◆ **What is required**
For the word "choose", find each line in the entries where it occurs and copy that line.

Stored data

#[cfg(test)]
mod test {
	use super::*;
	use crate::graph::Graph;

	/// A chain of `n` vertices with a through-pair authorized at every interior
	/// junction, so growth can freely traverse the whole line.
	fn line(g: &mut Graph, n: usize, len: i64) -> Vec<VertexId> {
		let vs: Vec<_> = (0..n).map(|_| g.add_vertex(None).unwrap()).collect();
		for w in vs.windows(2) {
			g.connect(w[0], w[1], len).unwrap();
		}
		for w in vs.windows(3) {
			g.join(w[0], w[1], w[2]).unwrap();
		}
		vs
	}

	fn first_candidate() -> impl FnMut(VertexId, &[VertexId]) -> Option<VertexId> {
		|_from, candidates| candidates.first().copied()
	}

	#[test]
	fn add_and_grow_along_a_line() {
		let mut g = Graph::new();
		let vs = line(&mut g, 3, 10);
		let mut re = ReservationEngine::new();
		let s = re.add_snake(vs[0]);
		let mut oracle = first_candidate();
		let grown = re.grow(&g, s, End::Head, 15, &mut oracle).unwrap();
		assert_eq!(grown, 15);
		let state = re.snake_state(s).unwrap();
		assert_eq!(state.length, 15);
		assert_eq!(state.vertex_sequence, vec![vs[2], vs[1], vs[0]]);
		assert_eq!(state.head_offset, 5);
		assert_eq!(state.tail_offset, 0);
	}

	#[test]
	fn shrink_collapses_to_a_point() {
		let mut g = Graph::new();
		let vs = line(&mut g, 2, 10);
		let mut re = ReservationEngine::new();
		let s = re.add_snake(vs[0]);
		let mut oracle = first_candidate();
		re.grow(&g, s, End::Head, 10, &mut oracle).unwrap();
		let shrunk = re.shrink(&g, s, End::Tail, 100).unwrap();
		assert_eq!(shrunk, 10);
		let state = re.snake_state(s).unwrap();
		assert_eq!(state.length, 0);
		assert_eq!(state.vertex_sequence, vec![vs[1]]);
	}

	#[test]
	fn contention_halts_growth_past_a_shared_vertex() {
		let mut g = Graph::new();
		let vs = line(&mut g, 3, 10);
		let mut re = ReservationEngine::new();
		let s1 = re.add_snake(vs[0]);
		let s2 = re.add_snake(vs[1]);
		let mut oracle = first_candidate();
		// s1 may still land on vs[1] and share it with s2, but growth halts
		// there rather than continuing on toward vs[2] in the same call.
		let grown = re.grow(&g, s1, End::Head, 15, &mut oracle).unwrap();
		assert_eq!(grown, 10);
		assert_eq!(re.snake_state(s1).unwrap().vertex_sequence, vec![vs[1], vs[0]]);
		assert_eq!(re.query(s1).unwrap(), vec![s2]);

		// and a later call starting from that shared vertex makes no progress
		// at all until s2 moves off it.
		let grown = re.grow(&g, s1, End::Head, 5, &mut oracle).unwrap();
		assert_eq!(grown, 0);
	}

	#[test]
	fn shrinking_past_the_shared_hub_is_bounded_by_the_opposite_end() {
		let mut g = Graph::new();
		let vs = line(&mut g, 2, 100);
		let mut re = ReservationEngine::new();
		let s = re.add_snake(vs[0]);
		let mut oracle = first_candidate();
		re.grow(&g, s, End::Head, 100, &mut oracle).unwrap();
		// tail retreats from vs[0] back into the edge, head sits exactly on vs[1]
		let shrunk = re.shrink(&g, s, End::Tail, 80).unwrap();
		assert_eq!(shrunk, 80);
		let state = re.snake_state(s).unwrap();
		assert_eq!(state.length, 20);
		assert_eq!(state.vertex_sequence, vec![vs[1], vs[0]]);
		assert_eq!(state.head_offset, 0);
		assert_eq!(state.tail_offset, 80);

		// the head now has only 20 units of room before it would cross the
		// tail on the same shared hop, so a request for 25 is capped at 20.
		let shrunk = re.shrink(&g, s, End::Head, 25).unwrap();
		assert_eq!(shrunk, 20);
		let state = re.snake_state(s).unwrap();
		assert_eq!(state.length, 0);
		assert_eq!(state.head_offset, 20);
		assert_eq!(state.tail_offset, 80);
	}

	#[test]
	fn interval_conflict_blocks_partial_growth() {
		let mut g = Graph::new();
		let vs = line(&mut g, 2, 10);
		let mut re = ReservationEngine::new();
		let s1 = re.add_snake(vs[0]);
		let s2 = re.add_snake(vs[1]);
		let mut oracle = first_candidate();
		// s2 grows its tail backward from vs[1] toward vs[0], claiming the far
		// half of the shared edge before s1 tries to grow into it.
		re.grow(&g, s2, End::Tail, 4, &mut oracle).unwrap();
		let grown = re.grow(&g, s1, End::Head, 10, &mut oracle).unwrap();
		assert_eq!(grown, 6);
	}

	#[test]
	fn advance_preserves_length() {
		let mut g = Graph::new();
		let vs = line(&mut g, 3, 10);
		let mut re = ReservationEngine::new();
		let s = re.add_snake(vs[0]);
		let mut oracle = first_candidate();
		re.grow(&g, s, End::Head, 12, &mut oracle).unwrap();
		let moved = re.advance(&g, s, End::Head, 5, &mut oracle).unwrap();
		assert_eq!(moved, 5);
		assert_eq!(re.snake_state(s).unwrap().length, 12);
	}
}
//! The single owner of one graph and one reservation engine: forwards
//! structural edits (re-keying reservations across a split), drives snakes
//! forward tick by tick with a bounce-on-block policy, and notifies
//! subscribers after each tick.

use rand::seq::SliceRandom;
use rand::thread_rng;

use crate::error::GraphResult;
use crate::graph::{EdgeDetails, Endpoint, Graph, SplitOutcome};
use crate::ids::{EdgeId, SnakeId, VertexId};
use crate::reservation::{End, ReservationEngine, SnakeState};

/// Where a newly registered snake, or a new interior vertex, should land.
#[derive(Clone, Copy, Debug)]
pub enum Placement {
	Vertex(VertexId),
	OnEdge { edge: EdgeId, at: i64 },
}

/// The policy consulted whenever a snake's leading end sits on a vertex and
/// must choose which incident edge to continue into.
#[derive(Clone, Debug)]
pub enum OraclePolicy {
	FirstCandidate,
	Random,
	/// Prefer candidates in this order; fall back to the first remaining one.
	Preference(Vec<VertexId>),
}

impl OraclePolicy {
	fn choose(&self, candidates: &[VertexId]) -> Option<VertexId> {
		if candidates.is_empty() {
			return None;
		}
		match self {
			OraclePolicy::FirstCandidate => candidates.first().copied(),
			OraclePolicy::Random => candidates.choose(&mut thread_rng()).copied(),
			OraclePolicy::Preference(order) => order
				.iter()
				.find(|v| candidates.contains(v))
				.copied()
				.or_else(|| candidates.first().copied()),
		}
	}
}

#[derive(Clone, Copy, PartialEq, Eq, Hash, Debug)]
pub enum Event {
	Update,
	UpdateSnakes,
}

#[derive(Clone, Copy, Debug)]
struct Registration {
	leading: End,
}

pub struct Session {
	graph: Graph,
	reservation: ReservationEngine,
	oracle: OraclePolicy,
	registered: Vec<(SnakeId, Registration)>,
	subscribers: Vec<(Event, Box<dyn FnMut(Event)>)>,
}

impl Default for Session {
	fn default() -> Self {
		Self::new(OraclePolicy::FirstCandidate)
	}
}

impl Session {
	pub fn new(oracle: OraclePolicy) -> Self {
		Self { graph: Graph::new(), reservation: ReservationEngine::new(), oracle, registered: Vec::new(), subscribers: Vec::new() }
	}

	pub fn graph(&self) -> &Graph {
		&self.graph
	}

	pub fn reservation(&self) -> &ReservationEngine {
		&self.reservation
	}

	pub fn set_oracle(&mut self, oracle: OraclePolicy) {
		self.oracle = oracle;
	}

	// -- structural edits, forwarded with reservation re-keying --------------

	pub fn add_vertex(&mut self, id: Option<VertexId>) -> GraphResult<VertexId> {
		self.graph.add_vertex(id)
	}

	pub fn connect(&mut self, a: VertexId, b: VertexId, length: i64) -> GraphResult<EdgeId> {
		self.graph.connect(a, b, length)
	}

	pub fn split(&mut self, a: VertexId, via: Option<VertexId>, b: VertexId, at: i64) -> GraphResult<SplitOutcome> {
		let details = self.edge_details_between(a, b)?;
		let outcome = self.graph.split(a, via, b, at)?;
		self.reservation.rekey_split(&self.graph, &outcome, details.low_vertex, details.high_vertex)?;
		log::debug!("split {:?}--{:?} at {} via {:?}", a, b, at, outcome.via);
		Ok(outcome)
	}

	pub fn join(&mut self, a: VertexId, via: VertexId, b: VertexId) -> GraphResult<bool> {
		self.graph.join(a, via, b)
	}

	/// Merging a vertex that currently carries live reservations is not
	/// supported: nothing re-keys `vertex_occupants`/snake bodies across a
	/// merge, so callers must only merge vertices before snakes reach them.
	pub fn merge(&mut self, a: VertexId, b: VertexId) -> GraphResult<VertexId> {
		self.graph.merge(a, b)
	}

	fn edge_details_between(&self, a: VertexId, b: VertexId) -> GraphResult<EdgeDetails> {
		let seg = self.graph.find_between(a, b)?;
		self.graph.edge_details(seg.edge)
	}

	// -- snakes ---------------------------------------------------------------

	pub fn add_snake_at(&mut self, placement: Placement) -> GraphResult<SnakeId> {
		let vertex = match placement {
			Placement::Vertex(v) => v,
			Placement::OnEdge { edge, at } => {
				let details = self.graph.edge_details(edge)?;
				if at == 0 {
					details.low_vertex
				} else if at == details.length {
					details.high_vertex
				} else {
					let outcome = self.graph.split(details.low_vertex, None, details.high_vertex, at)?;
					self.reservation.rekey_split(&self.graph, &outcome, details.low_vertex, details.high_vertex)?;
					outcome.via
				}
			}
		};
		let id = self.reservation.add_snake(vertex);
		self.registered.push((id, Registration { leading: End::Head }));
		log::debug!("registered snake {:?} on the session at {:?}", id, vertex);
		Ok(id)
	}

	pub fn remove_snake(&mut self, s: SnakeId) -> GraphResult<()> {
		self.registered.retain(|(id, _)| *id != s);
		self.reservation.remove_snake(s)
	}

	pub fn snake_state(&self, s: SnakeId) -> GraphResult<SnakeState> {
		self.reservation.snake_state(s)
	}

	pub fn search(&mut self, from: Endpoint, to: Endpoint, budget: Option<usize>) -> GraphResult<Vec<Option<VertexId>>> {
		let reservation = &self.reservation;
		self.graph.search(from, to, budget, &|v| reservation.is_occupied(v))
	}

	/// Advances every registered snake by `delta`. A snake that can't fully
	/// grow, or that ends the tick sharing a vertex with another snake,
	/// flips which end leads from the next tick on.
	pub fn step(&mut self, delta: i64) -> GraphResult<()> {
		log::trace!("step delta={} across {} snake(s)", delta, self.registered.len());
		let ids: Vec<SnakeId> = self.registered.iter().map(|(id, _)| *id).collect();
		for s in ids {
			let leading = self.registered.iter().find(|(id, _)| *id == s).unwrap().1.leading;
			let policy = &self.oracle;
			let mut oracle = |_from: VertexId, candidates: &[VertexId]| policy.choose(candidates);
			let moved = self.reservation.advance(&self.graph, s, leading, delta, &mut oracle)?;
			let collided = !self.reservation.query(s)?.is_empty();
			if moved < delta || collided {
				log::debug!("snake {:?} bounced (moved {}/{}, collided {})", s, moved, delta, collided);
				if let Some(entry) = self.registered.iter_mut().find(|(id, _)| *id == s) {
					entry.1.leading = leading.opposite();
				}
			}
		}
		self.notify(Event::UpdateSnakes);
		self.notify(Event::Update);
		Ok(())
	}

	pub fn subscribe(&mut self, event: Event, callback: impl FnMut(Event) + 'static) {
		self.subscribers.push((event, Box::new(callback)));
	}

	fn notify(&mut self, event: Event) {
		for (subscribed, callback) in self.subscribers.iter_mut() {
			if *subscribed == event {
				callback(event);
			}
		}
	}
}

#[cfg(test)]
mod test {
	use super::*;

	#[test]
	fn snake_bounces_off_a_dead_end() {
		let mut s = Session::new(OraclePolicy::FirstCandidate);
		let a = s.add_vertex(None).unwrap();
		let b = s.add_vertex(None).unwrap();
		s.connect(a, b, 5).unwrap();
		let snake = s.add_snake_at(Placement::Vertex(a)).unwrap();
		s.step(5).unwrap();
		let state = s.snake_state(snake).unwrap();
		assert_eq!(state.length, 0);
		assert_eq!(state.vertex_sequence, vec![b]);
		// the next tick tries to grow back from b toward a
		s.step(5).unwrap();
		let state = s.snake_state(snake).unwrap();
		assert_eq!(state.vertex_sequence, vec![a]);
	}

	#[test]
	fn split_mid_session_rekeys_reservations() {
		let mut s = Session::new(OraclePolicy::FirstCandidate);
		let a = s.add_vertex(None).unwrap();
		let b = s.add_vertex(None).unwrap();
		s.connect(a, b, 100).unwrap();
		let snake = s.add_snake_at(Placement::Vertex(a)).unwrap();
        s.step(40).unwrap();
		let outcome = s.split(a, None, b, 70).unwrap();
		let state = s.snake_state(snake).unwrap();
		assert!(state.vertex_sequence.contains(&a));
		assert_eq!(outcome.boundary, 70);
	}
}
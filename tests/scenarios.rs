//! Cross-module scenarios: a snake travelling across a split, an oracle
//! steering a junction, a scenario file round-tripping through the CLI's
//! deserializer, and a rejected double connection.

use traingraph::dto::Scenario;
use traingraph::error::GraphError;
use traingraph::graph::{Endpoint, Graph};
use traingraph::reservation::{End, ReservationEngine};
use traingraph::session::{OraclePolicy, Placement, Session};

#[test]
fn line_reserve_grow_and_shrink_round_trip() {
	let mut g = Graph::new();
	let a = g.add_vertex(None).expect("add a");
	let b = g.add_vertex(None).expect("add b");
	g.connect(a, b, 100).expect("connect a-b");

	let mut re = ReservationEngine::new();
	let s = re.add_snake(a);

	let mut oracle = |_from, candidates: &[_]| candidates.first().copied();
	let grown = re.grow(&g, s, End::Head, 10, &mut oracle).expect("grow 10");
	assert_eq!(grown, 10);
	let grown = re.grow(&g, s, End::Head, 90, &mut oracle).expect("grow 90");
	assert_eq!(grown, 90);

	let state = re.snake_state(s).expect("state after growth");
	assert_eq!(state.vertex_sequence, vec![b, a]);
	assert_eq!(state.length, 100);

	let shrunk = re.shrink(&g, s, End::Tail, 80).expect("shrink tail 80");
	assert_eq!(shrunk, 80);
	let state = re.snake_state(s).expect("state after tail shrink");
	assert_eq!(state.vertex_sequence, vec![b, a]);
	assert_eq!(state.tail_offset, 80);
	assert_eq!(state.length, 20);

	// the tail still has slack of its own, so draining it the rest of the
	// way collapses the snake to a point at b
	let shrunk = re.shrink(&g, s, End::Tail, 20).expect("shrink tail to zero");
	assert_eq!(shrunk, 20);
	let state = re.snake_state(s).expect("final state");
	assert_eq!(state.length, 0);
	assert_eq!(state.vertex_sequence, vec![b]);
}

#[test]
fn junction_oracle_steers_at_a_fork() {
	let mut g = Graph::new();
	let hub = g.add_vertex(None).expect("add hub");
	let left = g.add_vertex(None).expect("add left");
	let right = g.add_vertex(None).expect("add right");
	let origin = g.add_vertex(None).expect("add origin");
	g.connect(origin, hub, 10).expect("connect origin-hub");
	g.connect(hub, left, 10).expect("connect hub-left");
	g.connect(hub, right, 10).expect("connect hub-right");
	// both continuations through the hub are authorized, so the oracle
	// actually has a fork to steer at
	g.join(origin, hub, left).expect("authorize origin-hub-left");
	g.join(origin, hub, right).expect("authorize origin-hub-right");

	let mut re = ReservationEngine::new();
	let s = re.add_snake(origin);
	let mut oracle = |_from, candidates: &[traingraph::ids::VertexId]| candidates.iter().find(|&&v| v == right).copied().or_else(|| candidates.first().copied());
	let grown = re.grow(&g, s, End::Head, 20, &mut oracle).expect("grow through the fork");
	assert_eq!(grown, 20);
	let state = re.snake_state(s).expect("state");
	assert_eq!(state.vertex_sequence, vec![right, hub, origin]);
}

#[test]
fn split_mid_transit_keeps_the_reservation_and_rekeys_it() {
	let mut g = Graph::new();
	let a = g.add_vertex(None).expect("add a");
	let b = g.add_vertex(None).expect("add b");
	g.connect(a, b, 100).expect("connect a-b");

	let mut re = ReservationEngine::new();
	let snake = re.add_snake(a);
	let mut oracle = |_from, candidates: &[_]| candidates.first().copied();
	// only the head moves; the tail stays anchored at a, so the body
	// straddles the edge mid-transit without ever touching the tricky
	// offset-zero/single-vertex corner of shrink()
	re.grow(&g, snake, End::Head, 40, &mut oracle).expect("grow head 40");
	let before = re.snake_state(snake).expect("state before split");
	assert_eq!(before.length, 40);
	assert_eq!(before.vertex_sequence, vec![b, a]);

	// the boundary sits ahead of the head, so the reservation re-keys its
	// bracket onto `via` and re-bases the head's offset against it
	let outcome = g.split(a, None, b, 70).expect("split under the travelling snake");
	re.rekey_split(&g, &outcome, a, b).expect("rekey across the split");
	let after = re.snake_state(snake).expect("state after split");
	assert_eq!(after.length, 40);
	assert_eq!(after.head_offset, 30);
	assert_eq!(after.vertex_sequence, vec![outcome.via, a]);
	assert_eq!(outcome.boundary, 70);

	// the snake can keep growing across the new join without issue,
	// which would fail if rekey_split had left a stale edge reference
	let grown = re.grow(&g, snake, End::Head, 30, &mut oracle).expect("grow onto the via vertex");
	assert_eq!(grown, 30);
	let final_state = re.snake_state(snake).expect("final state");
	assert_eq!(final_state.vertex_sequence, vec![outcome.via, a]);
	assert_eq!(final_state.head_offset, 0);
	assert_eq!(final_state.length, 70);
}

#[test]
fn double_connection_between_the_same_pair_is_refused() {
	let mut g = Graph::new();
	let a = g.add_vertex(None).expect("add a");
	let b = g.add_vertex(None).expect("add b");
	g.connect(a, b, 10).expect("first connection succeeds");
	let err = g.connect(a, b, 20).expect_err("second connection must be refused");
	assert_eq!(err, GraphError::AlreadyConnected(a, b));
}

#[test]
fn search_routes_around_an_occupied_vertex() {
	let mut s = Session::new(OraclePolicy::FirstCandidate);
	let a = s.add_vertex(None).expect("add a");
	let b = s.add_vertex(None).expect("add b");
	let c = s.add_vertex(None).expect("add c");
	s.connect(a, b, 10).expect("connect a-b");
	s.connect(b, c, 10).expect("connect b-c");
	s.add_snake_at(Placement::Vertex(b)).expect("park a snake on b");

	let path = s.search(Endpoint::Vertex(a), Endpoint::Vertex(c), None).expect("path exists through b regardless of occupancy");
	assert_eq!(path, vec![Some(a), Some(b), Some(c)]);
}

#[test]
fn scenario_file_builds_and_runs() {
	let yaml = r#"
vertices: [a, b, c]
edges:
  - {a: a, b: b, length: 50}
  - {a: b, b: c, length: 50}
run:
  ticks: 2
  tick_size: 50
  oracle:
    kind: preference
    vertices: [c]
snakes:
  - {at: a}
"#;
	// tick_size matches each edge's length exactly, so every tick fully
	// completes an edge rather than leaving the snake parked mid-edge
	let scenario: Scenario = serde_yaml::from_str(yaml).expect("parse scenario yaml");
	let mut built = scenario.build().expect("build session from scenario");
	assert_eq!(built.snake_ids.len(), 1);

	for _ in 0..scenario.run.ticks {
		built.session.step(scenario.run.tick_size).expect("tick");
	}

	let state = built.session.snake_state(built.snake_ids[0]).expect("final snake state");
	assert_eq!(state.length, 0);
	let c = built.vertex_names["c"];
	assert_eq!(state.vertex_sequence, vec![c]);
}
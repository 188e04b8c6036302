//! Scenario file format for the CLI harness: a graph plus its initial snakes,
//! replayed against a fresh [`Session`] in file order. This is harness-only —
//! the core crate has no notion of a scenario file.

use std::collections::HashMap;

use serde::{Deserialize, Serialize};

use crate::error::{GraphError, GraphResult};
use crate::ids::{SnakeId, VertexId};
use crate::session::{OraclePolicy, Placement, Session};

#[derive(Serialize, Deserialize, Clone, Debug)]
pub struct EdgeSpec {
	pub a: String,
	pub b: String,
	pub length: i64,
}

#[derive(Serialize, Deserialize, Clone, Debug)]
pub struct PairSpec {
	pub a: String,
	pub via: String,
	pub b: String,
}

#[derive(Serialize, Deserialize, Clone, Debug)]
pub struct SnakeSpec {
	pub at: String,
}

#[derive(Serialize, Deserialize, Clone, PartialEq, Debug)]
#[serde(rename_all = "kebab-case", tag = "kind")]
pub enum OracleSpec {
	FirstCandidate,
	Random,
	/// Prefer these vertices, by name, in order.
	Preference { vertices: Vec<String> },
}

impl Default for OracleSpec {
	fn default() -> Self {
		OracleSpec::FirstCandidate
	}
}

#[derive(Serialize, Deserialize, Clone, Debug)]
pub struct RunParameters {
	pub ticks: u32,
	pub tick_size: i64,
	#[serde(default)]
	pub oracle: OracleSpec,
}

#[derive(Serialize, Deserialize, Clone, Debug)]
pub struct Scenario {
	pub vertices: Vec<String>,
	#[serde(default)]
	pub edges: Vec<EdgeSpec>,
	#[serde(default)]
	pub pairs: Vec<PairSpec>,
	#[serde(default)]
	pub snakes: Vec<SnakeSpec>,
	pub run: RunParameters,
}

/// A built session plus the label lookup needed to report results back by name.
pub struct Built {
	pub session: Session,
	pub vertex_names: HashMap<String, VertexId>,
	pub snake_ids: Vec<SnakeId>,
}

impl Scenario {
	pub fn build(&self) -> GraphResult<Built> {
		let mut session = Session::new(OraclePolicy::FirstCandidate);
		let mut vertex_names: HashMap<String, VertexId> = HashMap::new();

		for name in &self.vertices {
			let id = session.add_vertex(None)?;
			vertex_names.insert(name.clone(), id);
		}
		let resolve = |names: &HashMap<String, VertexId>, name: &str| -> GraphResult<VertexId> {
			names.get(name).copied().ok_or_else(|| GraphError::UnknownId(name.to_string()))
		};

		let oracle = match &self.run.oracle {
			OracleSpec::FirstCandidate => OraclePolicy::FirstCandidate,
			OracleSpec::Random => OraclePolicy::Random,
			OracleSpec::Preference { vertices } => {
				let order = vertices.iter().map(|n| resolve(&vertex_names, n)).collect::<GraphResult<Vec<_>>>()?;
				OraclePolicy::Preference(order)
			}
		};
		session.set_oracle(oracle);

		for e in &self.edges {
			let a = resolve(&vertex_names, &e.a)?;
			let b = resolve(&vertex_names, &e.b)?;
			session.connect(a, b, e.length)?;
			log::debug!("connected {} -- {} ({} units)", e.a, e.b, e.length);
		}
		for p in &self.pairs {
			let a = resolve(&vertex_names, &p.a)?;
			let via = resolve(&vertex_names, &p.via)?;
			let b = resolve(&vertex_names, &p.b)?;
			session.join(a, via, b)?;
			log::debug!("joined {} -- {} -- {}", p.a, p.via, p.b);
		}
		let mut snake_ids = Vec::with_capacity(self.snakes.len());
		for s in &self.snakes {
			let at = resolve(&vertex_names, &s.at)?;
			let id = session.add_snake_at(Placement::Vertex(at))?;
			log::debug!("added snake {:?} at {}", id, s.at);
			snake_ids.push(id);
		}
		Ok(Built { session, vertex_names, snake_ids })
	}
}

◆ **Solution for this problem**
/// must choose which incident edge to continue into.
	fn choose(&self, candidates: &[VertexId]) -> Option<VertexId> {
			OraclePolicy::Random => candidates.choose(&mut thread_rng()).copied(),
			let mut oracle = |_from: VertexId, candidates: &[VertexId]| policy.choose(candidates);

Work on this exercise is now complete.